Eu quando posso, também deixo este horizonte de cimento armado e parto para a minha aldeia em busca de algo que parece ter perdido em tempos de criança, algo que deixei começado e nunca mais terminado.
Cumrimentos,
CampelodeSousa
Bafatá/Nova Lamego 1970/1972

Anónimo disse...

Subscrevo integralmente as palavras do comentador anterior. Eu também gostava de saber escrever e de perfumar as palavras como tão bem sabe fazer o Francisco.
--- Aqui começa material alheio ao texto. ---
//! Client input: клавиатура, on-screen стрелки, кнопки локаций
//!
//! Клавиатура сэмплируется в FixedUpdate (LocomotionSet::Input) после
//! VirtualPad и OR-ится в InputSnapshot. UI только пишет в VirtualPad
//! и шлёт GoToLocation — эффект виден со следующего fixed tick.

use bevy::prelude::*;
use waymark_simulation::{
    sample_virtual_pad, DirectionalInput, GoToLocation, InputSnapshot, LocomotionSet,
    LogicalDirection, VirtualPad,
};

/// Кнопки локаций в UI (имя в таблице, подпись)
const LOCATION_BUTTONS: [(&str, &str); 3] = [
    ("hospital", "Hospital"),
    ("library", "Library"),
    ("convenience_store", "Convenience store"),
];

pub struct InputPlugin;

impl Plugin for InputPlugin {
    fn build(&self, app: &mut App) {
        app.add_systems(Startup, spawn_input_ui)
            .add_systems(
                FixedUpdate,
                sample_keyboard
                    .in_set(LocomotionSet::Input)
                    .after(sample_virtual_pad),
            )
            .add_systems(Update, (update_virtual_pad, handle_location_buttons));
    }
}

/// Стрелки + WASD
struct Keyboard<'a>(&'a ButtonInput<KeyCode>);

impl DirectionalInput for Keyboard<'_> {
    fn is_pressed(&self, direction: LogicalDirection) -> bool {
        let (arrow, letter) = match direction {
            LogicalDirection::Up => (KeyCode::ArrowUp, KeyCode::KeyW),
            LogicalDirection::Down => (KeyCode::ArrowDown, KeyCode::KeyS),
            LogicalDirection::Left => (KeyCode::ArrowLeft, KeyCode::KeyA),
            LogicalDirection::Right => (KeyCode::ArrowRight, KeyCode::KeyD),
        };
        self.0.pressed(arrow) || self.0.pressed(letter)
    }
}

fn sample_keyboard(keys: Res<ButtonInput<KeyCode>>, mut snapshot: ResMut<InputSnapshot>) {
    let keyboard = InputSnapshot::sample(&Keyboard(&keys));
    *snapshot = snapshot.merge(keyboard);
}

/// On-screen стрелка
#[derive(Component)]
struct ArrowButton(LogicalDirection);

/// Кнопка "go to <location>"
#[derive(Component)]
struct LocationButton(&'static str);

const BUTTON_IDLE: Color = Color::srgb(0.2, 0.2, 0.25);
const BUTTON_HOVERED: Color = Color::srgb(0.3, 0.3, 0.38);
const BUTTON_PRESSED: Color = Color::srgb(0.35, 0.55, 0.35);

fn spawn_input_ui(mut commands: Commands) {
    // Стрелки: правый нижний угол
    commands
        .spawn(Node {
            position_type: PositionType::Absolute,
            right: Val::Px(16.0),
            bottom: Val::Px(16.0),
            display: Display::Grid,
            grid_template_columns: RepeatedGridTrack::px(3, 56.0),
            grid_template_rows: RepeatedGridTrack::px(2, 56.0),
            column_gap: Val::Px(4.0),
            row_gap: Val::Px(4.0),
            ..default()
        })
        .with_children(|pad| {
            let layout = [
                (LogicalDirection::Up, "↑", 2, 1),
                (LogicalDirection::Left, "←", 1, 2),
                (LogicalDirection::Down, "↓", 2, 2),
                (LogicalDirection::Right, "→", 3, 2),
            ];
            for (direction, label, column, row) in layout {
                pad.spawn((
                    Button,
                    ArrowButton(direction),
                    Node {
                        grid_column: GridPlacement::start(column),
                        grid_row: GridPlacement::start(row),
                        justify_content: JustifyContent::Center,
                        align_items: AlignItems::Center,
                        ..default()
                    },
                    BackgroundColor(BUTTON_IDLE),
                ))
                .with_child((Text::new(label), TextFont::from_font_size(28.0)));
            }
        });

    // Локации: левый нижний угол
    commands
        .spawn(Node {
            position_type: PositionType::Absolute,
            left: Val::Px(16.0),
            bottom: Val::Px(16.0),
            flex_direction: FlexDirection::Column,
            row_gap: Val::Px(6.0),
            ..default()
        })
        .with_children(|list| {
            for (name, label) in LOCATION_BUTTONS {
                list.spawn((
                    Button,
                    LocationButton(name),
                    Node {
                        padding: UiRect::axes(Val::Px(12.0), Val::Px(6.0)),
                        ..default()
                    },
                    BackgroundColor(BUTTON_IDLE),
                ))
                .with_child((Text::new(label), TextFont::from_font_size(18.0)));
            }
        });
}

/// Зажатые стрелки → VirtualPad (held пока Interaction::Pressed)
fn update_virtual_pad(
    mut pad: ResMut<VirtualPad>,
    mut buttons: Query<(&Interaction, &ArrowButton, &mut BackgroundColor)>,
) {
    for (interaction, arrow, mut background) in buttons.iter_mut() {
        match interaction {
            Interaction::Pressed => {
                pad.press(arrow.0);
                *background = BUTTON_PRESSED.into();
            }
            Interaction::Hovered => {
                pad.release(arrow.0);
                *background = BUTTON_HOVERED.into();
            }
            Interaction::None => {
                pad.release(arrow.0);
                *background = BUTTON_IDLE.into();
            }
        }
    }
}

fn handle_location_buttons(
    mut buttons: Query<
        (&Interaction, &LocationButton, &mut BackgroundColor),
        Changed<Interaction>,
    >,
    mut requests: EventWriter<GoToLocation>,
) {
    for (interaction, location, mut background) in buttons.iter_mut() {
        match interaction {
            Interaction::Pressed => {
                requests.write(GoToLocation::new(location.0));
                *background = BUTTON_PRESSED.into();
            }
            Interaction::Hovered => *background = BUTTON_HOVERED.into(),
            Interaction::None => *background = BUTTON_IDLE.into(),
        }
    }
}
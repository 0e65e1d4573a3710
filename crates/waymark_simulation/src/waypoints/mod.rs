//! Waypoint table — именованные маршруты
//!
//! Формат JSON (ключ — имя локации, значение — упорядоченные точки):
//! ```json
//! { "hospital": [ { "x": 5.0, "y": 0.5, "z": 0.0 }, { "x": 8.0, "y": 0.5, "z": 3.0 } ] }
//! ```

use bevy::prelude::*;
use serde::{Deserialize, Serialize};
use std::collections::{BTreeMap, HashMap};
use std::path::Path;
use thiserror::Error;

/// Ошибки загрузки таблицы
#[derive(Debug, Error)]
pub enum WaypointTableError {
    #[error("failed to read waypoint table: {0}")]
    Io(#[from] std::io::Error),
    #[error("invalid waypoint table JSON: {0}")]
    Json(#[from] serde_json::Error),
    #[error("location '{location}' has a non-finite coordinate at index {index}")]
    NonFiniteCoordinate { location: String, index: usize },
}

/// Точка в JSON представлении
#[derive(Debug, Clone, Copy, PartialEq, Serialize, Deserialize)]
struct WaypointRecord {
    x: f32,
    y: f32,
    z: f32,
}

impl From<WaypointRecord> for Vec3 {
    fn from(record: WaypointRecord) -> Self {
        Vec3::new(record.x, record.y, record.z)
    }
}

impl From<Vec3> for WaypointRecord {
    fn from(point: Vec3) -> Self {
        Self {
            x: point.x,
            y: point.y,
            z: point.z,
        }
    }
}

/// Имя локации → упорядоченный список точек (static, read-only в runtime)
#[derive(Resource, Debug, Clone, Default, PartialEq)]
pub struct WaypointTable {
    locations: HashMap<String, Vec<Vec3>>,
}

impl WaypointTable {
    pub fn new() -> Self {
        Self::default()
    }

    /// Встроенная таблица (hospital / library / convenience_store)
    pub fn sample() -> Self {
        let mut table = Self::new();
        table.insert(
            "hospital",
            vec![Vec3::new(5.0, 0.5, 0.0), Vec3::new(8.0, 0.5, 3.0)],
        );
        table.insert("library", vec![Vec3::new(2.0, 0.5, 2.0)]);
        table.insert(
            "convenience_store",
            vec![
                Vec3::new(-2.0, 0.5, -1.0),
                Vec3::new(-4.0, 0.5, -4.0),
                Vec3::new(-7.0, 0.5, -5.0),
                Vec3::new(-8.0, 0.5, -8.0),
            ],
        );
        table
    }

    pub fn insert(&mut self, name: impl Into<String>, points: Vec<Vec3>) {
        self.locations.insert(name.into(), points);
    }

    /// Упорядоченные точки локации, None если имени нет
    pub fn lookup(&self, name: &str) -> Option<&[Vec3]> {
        self.locations.get(name).map(Vec::as_slice)
    }

    /// Имена локаций в алфавитном порядке
    pub fn names(&self) -> Vec<&str> {
        let mut names: Vec<&str> = self.locations.keys().map(String::as_str).collect();
        names.sort_unstable();
        names
    }

    pub fn len(&self) -> usize {
        self.locations.len()
    }

    pub fn is_empty(&self) -> bool {
        self.locations.is_empty()
    }

    pub fn from_json_str(json: &str) -> Result<Self, WaypointTableError> {
        let records: BTreeMap<String, Vec<WaypointRecord>> = serde_json::from_str(json)?;
        let mut table = Self::new();

        for (location, points) in records {
            let points: Vec<Vec3> = points.into_iter().map(Vec3::from).collect();
            if let Some(index) = points.iter().position(|p| !p.is_finite()) {
                return Err(WaypointTableError::NonFiniteCoordinate { location, index });
            }
            table.insert(location, points);
        }

        Ok(table)
    }

    pub fn load(path: impl AsRef<Path>) -> Result<Self, WaypointTableError> {
        let json = std::fs::read_to_string(path)?;
        Self::from_json_str(&json)
    }

    pub fn to_json_string(&self) -> Result<String, WaypointTableError> {
        let records: BTreeMap<&str, Vec<WaypointRecord>> = self
            .locations
            .iter()
            .map(|(name, points)| {
                (
                    name.as_str(),
                    points.iter().copied().map(WaypointRecord::from).collect(),
                )
            })
            .collect();
        Ok(serde_json::to_string_pretty(&records)?)
    }
}

#[cfg(test)]
mod tests {
    use super::*;

    #[test]
    fn test_lookup_known_and_unknown() {
        let table = WaypointTable::sample();
        assert_eq!(table.lookup("library"), Some(&[Vec3::new(2.0, 0.5, 2.0)][..]));
        assert!(table.lookup("airport").is_none());
    }

    #[test]
    fn test_names_sorted() {
        let table = WaypointTable::sample();
        assert_eq!(table.names(), vec!["convenience_store", "hospital", "library"]);
        assert_eq!(table.len(), 3);
    }

    #[test]
    fn test_from_json_preserves_order() {
        let json = r#"{
            "hospital": [ { "x": 5, "y": 0.5, "z": 0 }, { "x": 8, "y": 0.5, "z": 3 } ],
            "empty": []
        }"#;
        let table = WaypointTable::from_json_str(json).expect("valid table");

        assert_eq!(
            table.lookup("hospital").unwrap(),
            &[Vec3::new(5.0, 0.5, 0.0), Vec3::new(8.0, 0.5, 3.0)]
        );
        assert_eq!(table.lookup("empty").unwrap().len(), 0);
    }

    #[test]
    fn test_rejects_malformed_json() {
        let err = WaypointTable::from_json_str(r#"{ "hospital": [ { "x": 1 } ] }"#).unwrap_err();
        assert!(matches!(err, WaypointTableError::Json(_)));
    }

    #[test]
    fn test_rejects_overflowing_coordinate() {
        // 1e300 не помещается в f32 → inf
        let err = WaypointTable::from_json_str(r#"{ "far": [ { "x": 1e300, "y": 0, "z": 0 } ] }"#)
            .unwrap_err();
        assert!(matches!(
            err,
            WaypointTableError::NonFiniteCoordinate { ref location, index: 0 } if location == "far"
        ));
    }

    #[test]
    fn test_json_round_trip_of_sample() {
        let table = WaypointTable::sample();
        let json = table.to_json_string().unwrap();
        assert_eq!(WaypointTable::from_json_str(&json).unwrap(), table);
    }

    #[test]
    fn test_load_missing_file_is_io_error() {
        let err = WaypointTable::load("/definitely/not/here.json").unwrap_err();
        assert!(matches!(err, WaypointTableError::Io(_)));
    }
}
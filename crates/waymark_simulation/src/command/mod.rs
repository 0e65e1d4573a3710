//! Command domain — "go to named location"
//!
//! Содержит:
//! - GoToLocation (event от UI)
//! - CommandDispatcher (waypoint table → LocomotionController::go_to)
//! - CommandError
//! - process_go_to_commands (system)

pub mod dispatcher;
pub mod events;

pub use dispatcher::*;
pub use events::*;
Ele não escreve só, ele descreve a beleza das paisagens, fala das pessoas que as povoam e dos seus saberes, como um exímio pintor se passeia com o pincel sobre uma tela - com a mesma emoção e naturalidade.

Há muita gente a falar das suas origens mas poucos a fazê-lo como o Francisco Baptista.

Parabéns, e aparece mais vezes
Um abração
Carvalho de Mampatá.

Bispo1419 disse...

Belo texto, caro Francisco Baptista!
Obrigado pelo prazer que a sua leitura me deu.
Abraço
Manuel Joaquim

J. Gabriel Sacôto M. Fernandes (Ex ALF. MIL. Guiné 64/66) disse...

Também gostei muito.
Abraço,
JS

Antº Rosinha disse...

Aquela fabulosa foto da paisagem transmontana, se fosse feita quando Francisco Baptista andava na 1ª classe não tinha tanto verde, era mais para o castanho..

Esta foto que foi tirada em Fevereiro ou Março, (o verde e aquelas duas ou três jeiras de terras lavradas para a sementeira), no tempo de Francisco criança, haveria umas pequenas ilhas de mata verde, num mar de terras lavradas.

Só que os caixotes KodaK eram a preto e branco.

Mas isto é lindo,ontem, hoje e amanhã.

Cumprimentos

JD disse...

Caro Francisco,
Só faltaram diálogos de animais nas pastagens ou nos quintais, com rimas versejantes, para teres dado a forma de écloga ao teu texto romântico, porque os cenários bucólicos já os montaste, com cor, vida e tudo.
Realmente, como referem os anteriores comentários, tens a qualidade sublime de nos fazer recordar - aos que tiveram experiências rurais, ainda que fugazes como no meu caso - o que foram os tempos simultâneamente dificeis, alegres e romântico-romanceiros dos tempos provincianos da nossa meninice.